Fue en este preciso momento cuando la policía inglesa irrumpió en el gran salón de la Villa Azul, pero ya se ha descrito detalladamente este episodio: el silbato estridente y breve que para en seco a la orquesta y el guirigay de las conversaciones, los tacones claveteados de los dos soldados en short y camisa de manga corta que resuenan en las losas de mármol, en medio de la calma súbita, las parejas que se quedan paralizadas en mitad de una figura, el hombre con una mano tendida hacia adelante, en dirección a su compañera, medio vuelta aún, o ambos cara a cara, pero mirando a un lado diferente, uno a la derecha y el otro a la izquierda, como si en el mismo instante les hubieran llamado la atención unos hechos diametralmente opuestos, otras parejas, por el contrario, se quedan con la mirada mutuamente fija en sus zapatos, o con los cuerpos pegados uno a otro en un abrazo inmóvil, y después del registro minucioso de todos los invitados, la interminable anotación de sus nombres, señas, profesión, fecha de nacimiento, etc., hasta la frase final pronunciada por el teniente, que sigue a las palabras «… crimen necesario y no gratuito» y que concluye: «Nadie más podía tener interés en su desaparición.»

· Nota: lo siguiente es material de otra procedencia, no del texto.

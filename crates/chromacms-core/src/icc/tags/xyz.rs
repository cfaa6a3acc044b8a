//! 'XYZ ' and 'sf32' tag payloads

use crate::color::Xyz;
use crate::error::DecodeError;
use crate::icc::types::{S15Fixed16, XyzNumber};
use crate::math::Matrix3x3;

/// Decode an 'XYZ ' payload; the first XYZNumber is the value
pub fn decode_xyz(data: &[u8]) -> Result<Xyz, DecodeError> {
    if data.len() < 20 {
        return Err(DecodeError::Truncated {
            what: "XYZ tag",
            expected: 20,
            actual: data.len(),
        });
    }
    match XyzNumber::from_bytes(&data[8..20]) {
        Some(n) => Ok(n.to_xyz()),
        None => Err(DecodeError::Truncated {
            what: "XYZ number",
            expected: 12,
            actual: data.len() - 8,
        }),
    }
}

/// Decode an 'sf32' payload holding a 3x3 matrix, row-major
///
/// This is the layout of the 'chad' chromatic adaptation tag.
pub fn decode_sf32_matrix(data: &[u8]) -> Result<Matrix3x3, DecodeError> {
    const NEEDED: usize = 8 + 9 * 4;
    if data.len() < NEEDED {
        return Err(DecodeError::Truncated {
            what: "sf32 matrix",
            expected: NEEDED,
            actual: data.len(),
        });
    }

    let mut m = [[0.0; 3]; 3];
    for r in 0..3 {
        for c in 0..3 {
            let off = 8 + (r * 3 + c) * 4;
            m[r][c] =
                S15Fixed16::from_be_bytes([data[off], data[off + 1], data[off + 2], data[off + 3]])
                    .to_f64();
        }
    }
    Ok(Matrix3x3::new(m))
}
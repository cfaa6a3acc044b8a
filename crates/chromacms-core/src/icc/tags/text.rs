//! Text tags: 'text', 'desc' and 'mluc'
//!
//! All three decode to a plain String. For 'mluc' the first record is
//! taken; per-locale selection is not needed for profile descriptions.

use crate::error::DecodeError;

/// Decode a 'text' payload (7-bit ASCII, NUL terminated)
pub fn decode_text(data: &[u8]) -> Result<String, DecodeError> {
    if data.len() < 8 {
        return Err(DecodeError::Truncated {
            what: "text tag",
            expected: 8,
            actual: data.len(),
        });
    }
    let body = &data[8..];
    let end = body.iter().position(|&b| b == 0).unwrap_or(body.len());
    Ok(String::from_utf8_lossy(&body[..end]).into_owned())
}

/// Decode a v2 'desc' payload (ASCII section only)
pub fn decode_desc(data: &[u8]) -> Result<String, DecodeError> {
    if data.len() < 12 {
        return Err(DecodeError::Truncated {
            what: "desc tag",
            expected: 12,
            actual: data.len(),
        });
    }
    let ascii_len = u32::from_be_bytes([data[8], data[9], data[10], data[11]]) as usize;
    let needed = 12 + ascii_len;
    if data.len() < needed {
        return Err(DecodeError::Truncated {
            what: "desc ascii section",
            expected: needed,
            actual: data.len(),
        });
    }
    let body = &data[12..12 + ascii_len];
    let end = body.iter().position(|&b| b == 0).unwrap_or(body.len());
    Ok(String::from_utf8_lossy(&body[..end]).into_owned())
}

/// Decode a v4 'mluc' payload, taking the first record (UTF-16BE)
pub fn decode_mluc(data: &[u8]) -> Result<String, DecodeError> {
    if data.len() < 16 {
        return Err(DecodeError::Truncated {
            what: "mluc tag",
            expected: 16,
            actual: data.len(),
        });
    }
    let record_count = u32::from_be_bytes([data[8], data[9], data[10], data[11]]) as usize;
    if record_count == 0 {
        return Ok(String::new());
    }
    let record_size = u32::from_be_bytes([data[12], data[13], data[14], data[15]]) as usize;
    if record_size < 12 || data.len() < 16 + record_size {
        return Err(DecodeError::Corrupted {
            what: "mluc record",
            detail: format!("record size {}", record_size),
        });
    }

    // First record: 2-byte language, 2-byte country, length, offset
    let len = u32::from_be_bytes([data[20], data[21], data[22], data[23]]) as usize;
    let offset = u32::from_be_bytes([data[24], data[25], data[26], data[27]]) as usize;
    let needed = offset + len;
    if data.len() < needed {
        return Err(DecodeError::Truncated {
            what: "mluc string",
            expected: needed,
            actual: data.len(),
        });
    }

    let units: Vec<u16> = data[offset..offset + len]
        .chunks_exact(2)
        .map(|c| u16::from_be_bytes([c[0], c[1]]))
        .collect();
    Ok(String::from_utf16_lossy(&units))
}

/// Encode a minimal single-record 'mluc' payload ("enUS", UTF-16BE)
pub fn encode_mluc(text: &str) -> Vec<u8> {
    let units: Vec<u8> = text
        .encode_utf16()
        .flat_map(|u| u.to_be_bytes())
        .collect();

    let mut data = Vec::new();
    data.extend_from_slice(b"mluc");
    data.extend_from_slice(&[0; 4]);
    data.extend_from_slice(&1u32.to_be_bytes()); // record count
    data.extend_from_slice(&12u32.to_be_bytes()); // record size
    data.extend_from_slice(b"enUS");
    data.extend_from_slice(&(units.len() as u32).to_be_bytes());
    data.extend_from_slice(&28u32.to_be_bytes()); // string offset
    data.extend_from_slice(&units);
    data
}
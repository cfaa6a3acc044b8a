//! CIE standard illuminant white points
//!
//! Values from CIE standards and ICC.1:2022. Y is normalized to 1.0.

use crate::color::Xyz;

/// A white point definition
#[derive(Debug, Clone, Copy, PartialEq)]
pub struct WhitePoint {
    /// Name of the illuminant
    pub name: &'static str,
    /// CIE XYZ coordinates (Y normalized to 1.0)
    pub xyz: Xyz,
}

impl WhitePoint {
    /// Create a new white point
    pub const fn new(name: &'static str, x: f64, y: f64, z: f64) -> Self {
        Self {
            name,
            xyz: Xyz::new(x, y, z),
        }
    }

    /// Build an unnamed white point from measured XYZ
    pub const fn from_xyz(xyz: Xyz) -> Self {
        Self {
            name: "custom",
            xyz,
        }
    }

    /// Chromaticity coordinates (x, y)
    pub fn chromaticity(&self) -> (f64, f64) {
        let sum = self.xyz.x + self.xyz.y + self.xyz.z;
        if sum > 0.0 {
            (self.xyz.x / sum, self.xyz.y / sum)
        } else {
            (0.0, 0.0)
        }
    }
}

/// CIE Standard Illuminant D50 (~5003K)
///
/// The profile connection space white point in ICC profiles.
pub const D50: WhitePoint = WhitePoint::new("D50", 0.9642, 1.0, 0.8249);

/// CIE Standard Illuminant D65 (~6504K)
///
/// The white point of sRGB and Display P3.
pub const D65: WhitePoint = WhitePoint::new("D65", 0.9505, 1.0, 1.0890);
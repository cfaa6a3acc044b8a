//! CIE XYZ color space
//!
//! XYZ is the profile connection space every transform in this crate
//! passes through. Y carries luminance.

/// CIE 1931 XYZ tristimulus values
#[derive(Debug, Clone, Copy, PartialEq, Default)]
pub struct Xyz {
    pub x: f64,
    pub y: f64,
    pub z: f64,
}

impl Xyz {
    /// Create a new XYZ color
    #[inline]
    pub const fn new(x: f64, y: f64, z: f64) -> Self {
        Self { x, y, z }
    }

    /// Create XYZ from an array
    #[inline]
    pub const fn from_array(arr: [f64; 3]) -> Self {
        Self {
            x: arr[0],
            y: arr[1],
            z: arr[2],
        }
    }

    /// Convert to array
    #[inline]
    pub const fn to_array(&self) -> [f64; 3] {
        [self.x, self.y, self.z]
    }

    /// Componentwise approximate equality
    #[inline]
    pub fn approx_eq(&self, other: &Self, eps: f64) -> bool {
        (self.x - other.x).abs() < eps
            && (self.y - other.y).abs() < eps
            && (self.z - other.z).abs() < eps
    }
}
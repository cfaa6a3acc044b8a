//! Pipeline construction from a profile pair
//!
//! Each side contributes its half of the chain: the source maps device
//! values to D50-relative XYZ, the destination maps XYZ back to device
//! values. LUT profiles contribute their decoded element chains plus a
//! PCS decode/encode step; matrix-shaper profiles contribute TRC
//! curves and a colorant matrix; gray profiles contribute their kTRC
//! and a luminance bridge along the white axis.

use crate::error::BuildError;
use crate::icc::header::{ColorSpace, RenderingIntent};
use crate::icc::profile::Profile;
use crate::icc::tags::{Lut, LutElement};
use crate::icc::types::TagSignature;
use crate::math::chromatic_adaptation::adaptation_matrix;
use crate::math::Matrix3x3;
use crate::pipeline::{Pipeline, Stage};

/// 16-bit PCS XYZ encoding: the wire value 1.0 means XYZ 32768/65535
const XYZ_ENCODE_SCALE: f64 = 32768.0 / 65535.0;

fn space_name(space: ColorSpace) -> &'static str {
    match space {
        ColorSpace::Xyz => "XYZ",
        ColorSpace::Lab => "Lab",
        ColorSpace::Rgb => "RGB",
        ColorSpace::Gray => "Gray",
        ColorSpace::Cmyk => "CMYK",
        ColorSpace::Cmy => "CMY",
    }
}

fn lut_stages(lut: &Lut) -> Vec<Stage> {
    lut.elements
        .iter()
        .map(|element| match element {
            LutElement::Curves(curves) => Stage::curves(curves.clone()),
            LutElement::Matrix { matrix, offset } => Stage::Matrix {
                matrix: *matrix,
                offset: *offset,
            },
            LutElement::Clut(clut) => Stage::Clut(clut.clone()),
        })
        .collect()
}

/// Stages mapping source device values to D50-relative XYZ
fn device_to_pcs(profile: &Profile, intent: RenderingIntent) -> Result<Vec<Stage>, BuildError> {
    if let Some(lut) = profile.a2b_for_intent(intent) {
        let mut stages = lut_stages(lut);
        match profile.pcs() {
            ColorSpace::Lab => stages.push(Stage::LabToXyz),
            _ => stages.push(Stage::matrix(Matrix3x3::diagonal(
                1.0 / XYZ_ENCODE_SCALE,
                1.0 / XYZ_ENCODE_SCALE,
                1.0 / XYZ_ENCODE_SCALE,
            ))),
        }
        return Ok(stages);
    }

    match profile.color_space() {
        ColorSpace::Rgb => {
            let trc = profile.rgb_trc().ok_or(BuildError::MissingTransform {
                side: "source",
                tag: TagSignature::RED_TRC,
            })?;
            let colorants =
                profile
                    .colorant_matrix()
                    .ok_or(BuildError::MissingTransform {
                        side: "source",
                        tag: TagSignature::RED_COLORANT,
                    })?;
            Ok(vec![
                Stage::curves(trc.map(Clone::clone).to_vec()),
                Stage::matrix(colorants),
            ])
        }
        ColorSpace::Gray => {
            let trc = profile
                .curve(TagSignature::GRAY_TRC)
                .ok_or(BuildError::MissingTransform {
                    side: "source",
                    tag: TagSignature::GRAY_TRC,
                })?;
            Ok(vec![Stage::curves(vec![trc.clone()]), Stage::GrayToXyz])
        }
        other => Err(BuildError::UnsupportedColorSpace {
            side: "source",
            space: space_name(other),
        }),
    }
}

/// Stages mapping D50-relative XYZ to destination device values
fn pcs_to_device(profile: &Profile, intent: RenderingIntent) -> Result<Vec<Stage>, BuildError> {
    if let Some(lut) = profile.b2a_for_intent(intent) {
        let mut stages = Vec::new();
        match profile.pcs() {
            ColorSpace::Lab => stages.push(Stage::XyzToLab),
            _ => stages.push(Stage::matrix(Matrix3x3::diagonal(
                XYZ_ENCODE_SCALE,
                XYZ_ENCODE_SCALE,
                XYZ_ENCODE_SCALE,
            ))),
        }
        stages.extend(lut_stages(lut));
        return Ok(stages);
    }

    match profile.color_space() {
        ColorSpace::Rgb => {
            let trc = profile.rgb_trc().ok_or(BuildError::MissingTransform {
                side: "destination",
                tag: TagSignature::RED_TRC,
            })?;
            let colorants =
                profile
                    .colorant_matrix()
                    .ok_or(BuildError::MissingTransform {
                        side: "destination",
                        tag: TagSignature::RED_COLORANT,
                    })?;
            let inverse = colorants
                .inverse()
                .ok_or(BuildError::SingularMatrix {
                    side: "destination",
                })?;
            Ok(vec![
                Stage::matrix(inverse),
                Stage::inverse_curves(trc.map(Clone::clone).to_vec()),
            ])
        }
        ColorSpace::Gray => {
            let trc = profile
                .curve(TagSignature::GRAY_TRC)
                .ok_or(BuildError::MissingTransform {
                    side: "destination",
                    tag: TagSignature::GRAY_TRC,
                })?;
            Ok(vec![Stage::XyzToGray, Stage::inverse_curves(vec![trc.clone()])])
        }
        other => Err(BuildError::UnsupportedColorSpace {
            side: "destination",
            space: space_name(other),
        }),
    }
}

/// Compose the full device → device pipeline for an intent
///
/// Relative colorimetric connects directly: both halves already speak
/// media-relative D50 XYZ. Absolute colorimetric inserts a Bradford
/// adaptation between the two media white points.
pub fn build_pipeline(
    src: &Profile,
    dst: &Profile,
    intent: RenderingIntent,
) -> Result<Pipeline, BuildError> {
    let mut stages = device_to_pcs(src, intent)?;

    if intent == RenderingIntent::AbsoluteColorimetric {
        let adapt = adaptation_matrix(&src.white_point(), &dst.white_point());
        if !adapt.is_identity(1e-9) {
            stages.push(Stage::matrix(adapt));
        }
    }

    stages.extend(pcs_to_device(dst, intent)?);
    Pipeline::new(stages)
}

– Tomará una copa de champán -dice entonces Lady Ava en su tono más tranquilo.
A pocos metros detrás de ella, de pie junto al marco de una puerta, semejante a una criada con mucha clase que está pronta a responder a la primera llamada, cuerpo rígido y semblante de cera petrificado en esa especie de sonrisa impasible propia del Extremo Oriente, que en realidad no es una sonrisa, una de las jóvenes eurasiáticas (creo que es la que no se llama Kim) mira sin pestañear hacia su señora. Parece ignorar el incidente, y permanece, como de costumbre, atenta y ausente, acaso llena de ideas sombrías tras su mirada directa y franca, presente al menor signo, eficiente, impersonal, transparente, quizá perdida todo el día en sueños espléndidos y sangrientos. Pero, cuando mira algo o a alguien, se coloca siempre de frente y con los ojos bien abiertos; y, cuando anda, no vuelve la cabeza a derecha ni a izquierda, hacia el decorado con ornamentos barrocos que la rodea, hacia los invitados con quienes se cruza, aun conociendo a la mayor parte de ellos desde hace varios años, o varios meses, hacia los rostros de los transeúntes anónimos, hacia los pequeños comercios con sus abigarradas mesas de fruta o pescado, hacia los caracteres chinos de los anuncios y rótulos cuyo significado ella al menos debe de conocer. Y, cuando, al final de su trayecto, llega a la casa de la cita, ante aquella estrecha y empinada escalera sin pasamano que arranca justo a ras de la fachada, para hundirse directamente hacia unas profundidades sin luz, y que se parece a todas las otras entradas de la larga calle rectilínea, la criada da un brusco cuarto de vuelta a la izquierda y sube sin vacilación los peldaños incómodos, sin dejar adivinar siquiera la molestia causada por la falda ceñida de su traje; con pocos pasos ha desaparecido en la oscuridad total.